Planning consultant David Kemp BSc (Hons) MRICS Barrister* (*non-practising) and Director at DRK Planning Ltd, comments

This time last year, we were only a few months into sweeping new changes to the planning system, which opened up the possibility of new permitted development rights and new use classes.  Changes in the law always take time to test and filter down to the reality on the ground, either through planning applications, appeals or later judge-made law through High Court cases.

One such case we have been dealing with over the last 18 months demonstrates the need to adapt and be flexible as new opportunities arise, but also the challenge that this creates for dealing with local planning authority officers, who are themselves often trying to adapt to this change.

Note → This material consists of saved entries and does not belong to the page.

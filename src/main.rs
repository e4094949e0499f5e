use std::sync::Arc;
use std::time::Duration;

use anyhow::{Context, Result};
use tokio::signal;
use tracing::{error, info, warn};

use support_broker::cache::Cache;
use support_broker::config::Config;
use support_broker::coordinator::Coordinator;
use support_broker::fleet::{Bot, FleetManager};
use support_broker::kv::{Kv, LocalKv, RedisKv};
use support_broker::observability::{Metrics, ObservabilityServer};
use support_broker::platform::TeloxideClient;
use support_broker::queue::{LoadBalancer, PriorityQueue};
use support_broker::rate_limit::RateLimitEngine;
use support_broker::reliability::{CircuitBreakerConfig, CircuitBreakerRegistry, FailoverManager};
use support_broker::store::Store;
use support_broker::webhook::WebhookServer;
use support_broker::{setup_logging, ConversationService};

#[tokio::main]
async fn main() -> Result<()> {
    if let Err(e) = dotenv::dotenv() {
        if !e.to_string().contains("No such file or directory") {
            warn!("failed to load .env file: {}", e);
        }
    }

    setup_logging()?;

    info!("starting support-broker v{}", env!("CARGO_PKG_VERSION"));
    info!("build {} ({})", env!("GIT_HASH_SHORT"), env!("BUILD_TIME"));

    #[cfg(debug_assertions)]
    warn!("running in debug mode, rebuild with --release for production");

    let config = Config::load()?;
    info!("configuration loaded");

    let store = Arc::new(
        Store::new(&config.store.db_path, config.store.max_connections)
            .await
            .with_context(|| format!("failed to open store at {}", config.store.db_path.display()))?,
    );

    let cache = Arc::new(Cache::new(10_000));
    cache.spawn_sweeper(Duration::from_secs(30));

    let kv: Arc<dyn Kv> = match &config.kv.redis_url {
        Some(url) => match RedisKv::connect(url).await {
            Ok(redis_kv) => {
                info!("connected to redis kv backend");
                Arc::new(redis_kv)
            }
            Err(e) => {
                warn!(error = %e, "redis unreachable, falling back to in-process kv");
                let local = LocalKv::new();
                local.spawn_sweeper(Duration::from_secs(30));
                Arc::new(local)
            }
        },
        None => {
            info!("no redis url configured, using in-process kv");
            let local = LocalKv::new();
            local.spawn_sweeper(Duration::from_secs(30));
            Arc::new(local)
        }
    };

    let platform = Arc::new(TeloxideClient::new(Duration::from_secs(30)));

    let fleet = Arc::new(FleetManager::new(platform.clone(), Some(kv.clone())));
    fleet
        .register(Bot::new("primary", config.platform.bot_token.clone(), 0, 1_800))
        .await;
    for (idx, token) in config.platform.additional_bot_tokens.iter().enumerate() {
        fleet
            .register(Bot::new(format!("secondary-{idx}"), token.clone(), idx as u32 + 1, 1_800))
            .await;
    }
    fleet.clone().spawn_health_probe_loop(Duration::from_secs(30));
    fleet.clone().spawn_status_check_loop();
    fleet.clone().spawn_heartbeat_loop(Duration::from_secs(config.fleet.heartbeat_interval_secs));

    let circuit_breakers = Arc::new(CircuitBreakerRegistry::new(CircuitBreakerConfig::default()));

    let rate_limit_rules = RateLimitEngine::default_rules(
        config.rate_limit.global_requests_per_window,
        config.rate_limit.window_secs,
        config.rate_limit.punishment_duration_secs,
    );
    let rate_limit = Arc::new(RateLimitEngine::new(config.kv.redis_url.as_deref(), rate_limit_rules).await);

    let queue = Arc::new(PriorityQueue::new(config.kv.redis_url.as_deref(), "support_broker:queue").await);
    let balancer = Arc::new(LoadBalancer::new(Duration::from_secs(300)));

    let conversation = Arc::new(ConversationService::new(
        store.clone(),
        cache.clone(),
        platform.clone(),
        config.groups.support_group_id,
    ));

    let failover = Arc::new(FailoverManager::new(
        fleet.clone(),
        config.fleet.failure_threshold,
        Duration::from_secs(config.fleet.recovery_check_interval_secs),
    ));
    if config.fleet.auto_failover_enabled {
        failover.clone().spawn_recovery_loop();
    }

    let coordinator = Arc::new(Coordinator::new(
        kv.clone(),
        queue.clone(),
        balancer,
        fleet.clone(),
        rate_limit,
        conversation,
        circuit_breakers,
        "support-broker-0",
        config.groups.admin_user_ids.clone(),
        config.groups.support_group_id,
    ));
    coordinator.spawn_workers(4);

    let webhook_port = parse_port(&config.webhook.bind_addr).unwrap_or(8081);
    let webhook = WebhookServer::new(coordinator.clone(), config.webhook.path.clone(), webhook_port);
    let webhook_task = tokio::spawn(webhook.serve());

    let observability_task = if config.monitoring.enable_metrics_server {
        let metrics = Arc::new(Metrics::new()?);
        let server = ObservabilityServer::new(
            metrics,
            fleet.clone(),
            cache.clone(),
            queue.clone(),
            failover.clone(),
            config.monitoring.health_check_port,
        );
        Some(tokio::spawn(server.serve()))
    } else {
        None
    };

    info!(port = webhook_port, path = %config.webhook.path, "webhook ingress listening");
    if config.monitoring.enable_metrics_server {
        info!(port = config.monitoring.health_check_port, "observability server listening");
    }
    info!("support-broker is running, press ctrl+c to stop");

    tokio::select! {
        _ = signal::ctrl_c() => {
            info!("received shutdown signal");
        }
        result = webhook_task => {
            if let Err(e) = result {
                error!(error = %e, "webhook server task panicked");
            }
        }
        Some(result) = conditional_await(observability_task) => {
            if let Err(e) = result {
                error!(error = %e, "observability server task panicked");
            }
        }
    }

    info!("support-broker stopped");
    Ok(())
}

fn parse_port(bind_addr: &str) -> Option<u16> {
    bind_addr.rsplit_once(':').and_then(|(_, port)| port.parse().ok())
}

async fn conditional_await(task: Option<tokio::task::JoinHandle<()>>) -> Option<std::result::Result<(), tokio::task::JoinError>> {
    match task {
        Some(handle) => Some(handle.await),
        None => std::future::pending().await,
    }
}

This is the first of two articles involving a current planning case, where we explain how we helped take a site from a single storey small community hall to a new 3-storey development comprising 20 new apartments in North London, making use of changes to the Use Classes rules (as well as other planning strategies) along the way.

Opportunity for new development
The development site comprises a former church hall site, no longer used or needed by the church opposite for community use. This substantial site, located next to a primary school and within walking distance of buses, underground stations and local shops, was a great opportunity for a substantial new flatted development.

The site sits in a broadly residential area, in a location on the fringe of greater densities and building heights, and included large expanses of hard surfacing for car parking, creating the opportunity for a more environmentally-sustainable use of the site, returning more soft landscaping and far lower dependency on the car, with the benefit of extra family housing.

Therefore, in August 2020, we embarked on an application for planning permission for the redevelopment of this site into a new build 3-storey apartment block for nine flats and commercial use on the ground floor.